- Collard green leaves
- 2 c. raw sunflower seeds, soaked for 6 – 8 hours
- 2 stalks celery, chopped
- 1/2 c. diced red pepper
- 3 Tbsp. freshly squeezed lemon juice
- 1 small bunch fresh cilantro
- 1 tsp. onion powder
- 1 Tbsp. chicken-style seasoning
- 1 tsp. sea salt
- Matchstick carrots
- Cut Romaine lettuce
- Sliced avocados
Roasted Red Pepper Sauce:
- 1 Tbsp. extra-virgin olive oil
- 1/2 small onion
- 1 clove garlic, peeled and chopped
- 1 tsp. paprika
- 1/2 tsp sea salt
- 4 oz. jar of roasted red peppers
- 3/4 c. vegetable broth
- 1/4 c. vegan sour cream
- Remove stems from collard green leaves and blanch for 60 seconds.

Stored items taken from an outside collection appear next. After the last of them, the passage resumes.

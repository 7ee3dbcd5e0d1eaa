//! Scenario benchmarks: single voices and the whole engine under load.

mod voices;

pub use voices::bench_voices;
//! Benchmarks for the feedback-FM saw and the pulse built from two of them.

use std::hint::black_box;

use criterion::{BenchmarkId, Criterion};
use pulse_synth::dsp::oscillator::{PulseOscillator, SawOscillator};

use crate::{BLOCK_SIZES, SAMPLE_RATE};

pub fn bench_oscillator(c: &mut Criterion) {
    let mut group = c.benchmark_group("dsp/oscillator");

    for &size in BLOCK_SIZES {
        let mut buffer = vec![0.0f32; size];

        // One sin() per sample
        let mut saw = SawOscillator::new();
        saw.set_frequency(440.0, SAMPLE_RATE);
        group.bench_with_input(BenchmarkId::new("saw", size), &size, |b, _| {
            b.iter(|| {
                for sample in buffer.iter_mut() {
                    *sample = saw.next_sample();
                }
                black_box(&buffer);
            })
        });

        // Two saws per sample
        let mut pulse = PulseOscillator::new();
        pulse.set_frequency(440.0, SAMPLE_RATE);
        pulse.set_pulse_width(0.5);
        group.bench_with_input(BenchmarkId::new("pulse", size), &size, |b, _| {
            b.iter(|| pulse.render(black_box(&mut buffer)))
        });

        // Near the top of the band the bandwidth index is tiny
        let mut high = PulseOscillator::new();
        high.set_frequency(12_000.0, SAMPLE_RATE);
        high.set_pulse_width(0.2);
        group.bench_with_input(BenchmarkId::new("pulse_12k", size), &size, |b, _| {
            b.iter(|| high.render(black_box(&mut buffer)))
        });
    }

    group.bench_function("set_frequency", |b| {
        let mut pulse = PulseOscillator::new();
        b.iter(|| pulse.set_frequency(black_box(261.63), black_box(SAMPLE_RATE)))
    });

    group.finish();
}
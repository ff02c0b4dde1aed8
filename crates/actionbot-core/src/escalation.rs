//! Turning backend auth failures into a forced logout.
//!
//! Any component that talks to the backend hands its transport errors to
//! [`AuthEscalation::inspect`]. When the error means the user's access is
//! gone, the stored session is cleared and every subscriber is told to go
//! back to the welcome screen.

use std::fmt;
use std::sync::Arc;

use actionbot_api::ApiError;
use tokio::sync::watch;
use tracing::{error, info, warn};

use crate::session::{SessionError, SessionStore};

/// Words that mark an error message as an authentication failure.
///
/// Matched case-insensitively as substrings of the error's message and
/// description.
pub const AUTH_ERROR_KEYWORDS: [&str; 11] = [
    "token",
    "unauthorized",
    "unauthenticated",
    "access denied",
    "invalid credentials",
    "authentication",
    "permission",
    "revoked",
    "re-authenticate",
    "expired",
    "invalid_grant",
];

/// The parts of an error that decide whether it is an auth failure.
#[derive(Debug, Clone, Default, PartialEq, Eq)]
pub struct ErrorSignature {
    /// HTTP status, if the error carried one.
    pub status: Option<u16>,
    /// Primary message.
    pub message: Option<String>,
    /// Secondary description.
    pub description: Option<String>,
}

impl From<&ApiError> for ErrorSignature {
    fn from(err: &ApiError) -> Self {
        Self {
            status: err.status(),
            message: err.message(),
            description: err.description().map(ToString::to_string),
        }
    }
}

/// Whether an error means the user is no longer authorized.
///
/// 401 and 403 always count. Other errors count when their text contains one
/// of [`AUTH_ERROR_KEYWORDS`].
#[must_use]
pub fn is_auth_error(signature: &ErrorSignature) -> bool {
    if matches!(signature.status, Some(401 | 403)) {
        return true;
    }

    [&signature.message, &signature.description]
        .into_iter()
        .flatten()
        .map(|text| text.to_lowercase())
        .any(|text| AUTH_ERROR_KEYWORDS.iter().any(|keyword| text.contains(keyword)))
}

/// Where the presentation layer should go.
#[derive(Debug, Clone, Copy, PartialEq, Eq)]
pub enum Redirect {
    /// Back to the login screen.
    Welcome {
        /// Whether the user was logged out because access was revoked.
        access_revoked: bool,
    },
}

/// Process-wide escalation point for auth failures.
///
/// Clones share the same session store and redirect channel.
#[derive(Clone)]
pub struct AuthEscalation {
    session: Arc<dyn SessionStore>,
    redirect: Arc<watch::Sender<Option<Redirect>>>,
}

impl fmt::Debug for AuthEscalation {
    fn fmt(&self, f: &mut fmt::Formatter<'_>) -> fmt::Result {
        f.debug_struct("AuthEscalation")
            .field("redirect", &*self.redirect.borrow())
            .finish_non_exhaustive()
    }
}

impl AuthEscalation {
    /// Create an escalation point over a session store.
    #[must_use]
    pub fn new(session: Arc<dyn SessionStore>) -> Self {
        let (redirect, _) = watch::channel(None);
        Self {
            session,
            redirect: Arc::new(redirect),
        }
    }

    /// The session store this escalation point clears.
    #[must_use]
    pub fn session(&self) -> &Arc<dyn SessionStore> {
        &self.session
    }

    /// Receive every redirect published from now on.
    #[must_use]
    pub fn subscribe(&self) -> watch::Receiver<Option<Redirect>> {
        self.redirect.subscribe()
    }

    /// Last redirect published, if any.
    #[must_use]
    pub fn current(&self) -> Option<Redirect> {
        *self.redirect.borrow()
    }

    /// Check an error and log the user out if it is an auth failure.
    ///
    /// Returns whether the error escalated.
    pub fn inspect(&self, err: &ApiError) -> bool {
        if !is_auth_error(&ErrorSignature::from(err)) {
            return false;
        }

        warn!("Backend rejected credentials, ending session: {err}");
        if let Err(e) = self.session.clear() {
            error!("Failed to clear session after auth failure: {e}");
        }
        self.redirect.send_replace(Some(Redirect::Welcome {
            access_revoked: true,
        }));
        true
    }

    /// Log out on the user's request.
    ///
    /// # Errors
    ///
    /// Returns an error if the session store cannot be cleared.
    pub fn logout(&self) -> Result<(), SessionError> {
        self.session.clear()?;
        info!("User logged out");
        self.redirect.send_replace(Some(Redirect::Welcome {
            access_revoked: false,
        }));
        Ok(())
    }
}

- Place sunflower seeds, celery, cilantro, onion powder, red pepper, onion powder, chicken-style, sea salt and lemon juice into food processor and process until coarse or smooth, depending on your taste.
- In a medium skillet sauté garlic and onion in olive oil, adding paprika, roasted red peppers, salt and vegetable broth. Bring to a boil and add vegan sour cream.
- To make rolls, place a collard leaf rib side up, and add a couple of teaspoons of paté on the wide end. Top with some carrots, lettuce, sprouts and avocados. Tuck in sides and roll up. Serve with fiery roasted red pepper sauce.